§ Exercise aim: If a line in the records below contains "tags", copy that line.
[[ Material provided, beginning ]]
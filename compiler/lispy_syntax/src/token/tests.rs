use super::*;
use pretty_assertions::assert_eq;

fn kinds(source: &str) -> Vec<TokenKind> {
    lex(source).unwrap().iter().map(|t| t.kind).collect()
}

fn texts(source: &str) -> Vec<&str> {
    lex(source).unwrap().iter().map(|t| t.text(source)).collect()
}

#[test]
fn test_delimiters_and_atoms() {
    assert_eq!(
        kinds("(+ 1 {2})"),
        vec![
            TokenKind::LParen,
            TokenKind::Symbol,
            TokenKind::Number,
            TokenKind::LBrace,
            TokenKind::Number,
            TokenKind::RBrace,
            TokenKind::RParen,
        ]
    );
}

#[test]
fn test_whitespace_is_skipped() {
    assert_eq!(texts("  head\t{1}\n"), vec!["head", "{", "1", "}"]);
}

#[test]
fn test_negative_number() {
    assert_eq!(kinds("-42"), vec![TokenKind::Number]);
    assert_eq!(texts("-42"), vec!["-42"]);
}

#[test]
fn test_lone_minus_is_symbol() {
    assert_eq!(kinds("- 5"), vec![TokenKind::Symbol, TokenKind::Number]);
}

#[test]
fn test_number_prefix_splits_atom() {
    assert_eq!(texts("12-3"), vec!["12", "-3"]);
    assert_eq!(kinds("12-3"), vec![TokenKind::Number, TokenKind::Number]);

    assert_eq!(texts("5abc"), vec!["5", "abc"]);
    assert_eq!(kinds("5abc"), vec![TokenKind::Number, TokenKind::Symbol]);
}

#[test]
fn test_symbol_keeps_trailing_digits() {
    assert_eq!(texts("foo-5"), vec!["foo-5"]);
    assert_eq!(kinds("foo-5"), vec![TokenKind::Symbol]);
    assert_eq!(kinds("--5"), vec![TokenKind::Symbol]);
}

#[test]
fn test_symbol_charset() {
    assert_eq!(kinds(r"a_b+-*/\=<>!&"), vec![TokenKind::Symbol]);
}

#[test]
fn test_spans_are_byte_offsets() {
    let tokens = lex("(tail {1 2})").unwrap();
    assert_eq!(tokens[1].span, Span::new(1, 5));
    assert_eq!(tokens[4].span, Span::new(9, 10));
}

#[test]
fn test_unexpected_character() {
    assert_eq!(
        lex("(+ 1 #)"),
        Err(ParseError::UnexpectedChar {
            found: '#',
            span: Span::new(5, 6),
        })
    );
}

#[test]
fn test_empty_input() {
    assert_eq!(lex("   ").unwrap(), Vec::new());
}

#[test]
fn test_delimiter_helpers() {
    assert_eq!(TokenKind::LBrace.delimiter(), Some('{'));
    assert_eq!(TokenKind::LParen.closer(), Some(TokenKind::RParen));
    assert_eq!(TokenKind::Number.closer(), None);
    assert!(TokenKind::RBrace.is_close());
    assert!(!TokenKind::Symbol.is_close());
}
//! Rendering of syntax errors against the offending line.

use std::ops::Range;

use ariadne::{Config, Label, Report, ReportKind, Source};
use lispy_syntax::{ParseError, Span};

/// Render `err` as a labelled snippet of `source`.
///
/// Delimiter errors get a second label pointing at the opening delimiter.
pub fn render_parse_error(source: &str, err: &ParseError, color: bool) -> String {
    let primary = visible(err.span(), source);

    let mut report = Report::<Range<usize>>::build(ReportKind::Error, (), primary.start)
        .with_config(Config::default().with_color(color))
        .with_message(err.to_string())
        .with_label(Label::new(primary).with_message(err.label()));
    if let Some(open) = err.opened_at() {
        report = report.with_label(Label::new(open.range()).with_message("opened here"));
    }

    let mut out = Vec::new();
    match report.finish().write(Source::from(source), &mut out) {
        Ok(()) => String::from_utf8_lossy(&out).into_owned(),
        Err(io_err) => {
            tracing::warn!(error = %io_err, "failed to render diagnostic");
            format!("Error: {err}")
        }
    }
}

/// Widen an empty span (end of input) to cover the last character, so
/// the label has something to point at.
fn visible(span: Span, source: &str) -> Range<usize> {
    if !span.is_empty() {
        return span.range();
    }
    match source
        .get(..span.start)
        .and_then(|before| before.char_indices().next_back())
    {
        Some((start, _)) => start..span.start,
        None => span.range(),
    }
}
[[ Material provided, end ]]
[[ Material provided, beginning ]]
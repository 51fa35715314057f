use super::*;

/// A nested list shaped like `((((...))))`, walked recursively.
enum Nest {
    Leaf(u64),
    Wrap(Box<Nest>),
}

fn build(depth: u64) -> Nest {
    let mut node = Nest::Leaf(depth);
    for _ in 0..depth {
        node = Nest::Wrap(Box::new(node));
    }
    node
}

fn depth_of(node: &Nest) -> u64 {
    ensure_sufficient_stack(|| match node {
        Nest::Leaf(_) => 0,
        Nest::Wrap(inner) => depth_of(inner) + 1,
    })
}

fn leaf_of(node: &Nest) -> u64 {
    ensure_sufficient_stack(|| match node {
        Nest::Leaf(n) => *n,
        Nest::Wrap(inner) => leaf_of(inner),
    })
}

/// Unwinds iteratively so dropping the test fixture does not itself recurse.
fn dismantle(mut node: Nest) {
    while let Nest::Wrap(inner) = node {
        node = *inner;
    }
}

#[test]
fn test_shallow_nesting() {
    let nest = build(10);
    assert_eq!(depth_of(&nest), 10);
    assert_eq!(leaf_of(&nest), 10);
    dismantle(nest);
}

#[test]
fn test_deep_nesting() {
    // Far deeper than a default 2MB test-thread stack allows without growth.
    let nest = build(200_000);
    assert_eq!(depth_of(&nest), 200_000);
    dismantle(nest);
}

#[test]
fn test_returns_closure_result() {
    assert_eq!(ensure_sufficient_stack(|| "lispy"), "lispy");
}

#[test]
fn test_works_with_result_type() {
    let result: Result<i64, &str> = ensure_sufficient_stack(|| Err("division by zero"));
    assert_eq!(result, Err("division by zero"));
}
[[ Material provided, end ]]
[[ Material provided, beginning ]]
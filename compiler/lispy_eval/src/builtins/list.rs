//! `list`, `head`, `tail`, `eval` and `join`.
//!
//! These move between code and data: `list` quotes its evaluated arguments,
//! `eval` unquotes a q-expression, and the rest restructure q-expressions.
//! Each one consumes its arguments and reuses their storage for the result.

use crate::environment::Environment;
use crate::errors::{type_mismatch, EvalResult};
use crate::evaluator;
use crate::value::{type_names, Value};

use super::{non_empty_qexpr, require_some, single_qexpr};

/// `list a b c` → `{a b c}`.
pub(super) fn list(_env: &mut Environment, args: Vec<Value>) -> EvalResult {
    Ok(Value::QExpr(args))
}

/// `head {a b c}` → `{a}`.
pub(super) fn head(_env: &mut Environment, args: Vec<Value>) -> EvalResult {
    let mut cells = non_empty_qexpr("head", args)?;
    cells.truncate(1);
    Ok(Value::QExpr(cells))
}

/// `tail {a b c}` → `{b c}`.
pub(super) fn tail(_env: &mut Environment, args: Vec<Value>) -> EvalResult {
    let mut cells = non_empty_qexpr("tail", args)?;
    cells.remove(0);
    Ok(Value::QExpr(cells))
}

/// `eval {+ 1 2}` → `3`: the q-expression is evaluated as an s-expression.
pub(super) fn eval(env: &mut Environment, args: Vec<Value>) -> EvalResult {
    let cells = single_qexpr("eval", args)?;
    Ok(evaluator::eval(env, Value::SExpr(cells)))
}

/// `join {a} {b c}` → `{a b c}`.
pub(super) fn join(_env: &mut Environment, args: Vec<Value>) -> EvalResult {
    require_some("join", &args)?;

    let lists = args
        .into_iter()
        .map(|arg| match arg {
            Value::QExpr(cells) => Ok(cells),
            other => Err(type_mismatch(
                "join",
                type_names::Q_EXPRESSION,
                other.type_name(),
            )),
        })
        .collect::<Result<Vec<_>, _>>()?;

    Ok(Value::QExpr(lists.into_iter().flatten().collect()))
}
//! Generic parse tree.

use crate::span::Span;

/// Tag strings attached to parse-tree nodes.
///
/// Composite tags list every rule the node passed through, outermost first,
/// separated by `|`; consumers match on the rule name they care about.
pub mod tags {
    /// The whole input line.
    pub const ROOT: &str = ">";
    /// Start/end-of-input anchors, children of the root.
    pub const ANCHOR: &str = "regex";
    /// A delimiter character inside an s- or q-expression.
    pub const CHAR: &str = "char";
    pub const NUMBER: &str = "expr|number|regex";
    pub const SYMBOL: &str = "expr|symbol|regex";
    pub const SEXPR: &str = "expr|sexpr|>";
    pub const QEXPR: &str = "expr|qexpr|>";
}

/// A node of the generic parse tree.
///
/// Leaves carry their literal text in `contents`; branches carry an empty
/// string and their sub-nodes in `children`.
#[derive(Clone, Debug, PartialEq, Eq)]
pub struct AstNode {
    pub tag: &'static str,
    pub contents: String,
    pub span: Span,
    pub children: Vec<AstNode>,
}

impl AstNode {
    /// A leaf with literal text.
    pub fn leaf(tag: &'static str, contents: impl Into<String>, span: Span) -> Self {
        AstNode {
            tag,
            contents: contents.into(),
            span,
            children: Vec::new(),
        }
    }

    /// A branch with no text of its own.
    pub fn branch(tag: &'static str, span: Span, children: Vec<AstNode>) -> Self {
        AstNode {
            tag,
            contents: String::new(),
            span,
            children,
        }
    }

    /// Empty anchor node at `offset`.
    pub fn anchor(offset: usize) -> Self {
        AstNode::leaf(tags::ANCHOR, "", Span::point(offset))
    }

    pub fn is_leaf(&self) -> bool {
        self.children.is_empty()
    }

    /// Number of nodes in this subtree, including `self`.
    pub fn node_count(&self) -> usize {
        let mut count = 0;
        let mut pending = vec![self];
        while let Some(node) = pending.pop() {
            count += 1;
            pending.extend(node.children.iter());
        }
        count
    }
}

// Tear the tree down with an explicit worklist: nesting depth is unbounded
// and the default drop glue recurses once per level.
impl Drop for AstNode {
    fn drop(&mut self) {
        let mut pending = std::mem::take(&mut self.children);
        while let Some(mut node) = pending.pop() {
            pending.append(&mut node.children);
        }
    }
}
[[ Material provided, end ]]
§ Output:
/// Composite tags list every rule the node passed through, outermost first,
pub mod tags {
        AstNode::leaf(tags::ANCHOR, "", Span::point(offset))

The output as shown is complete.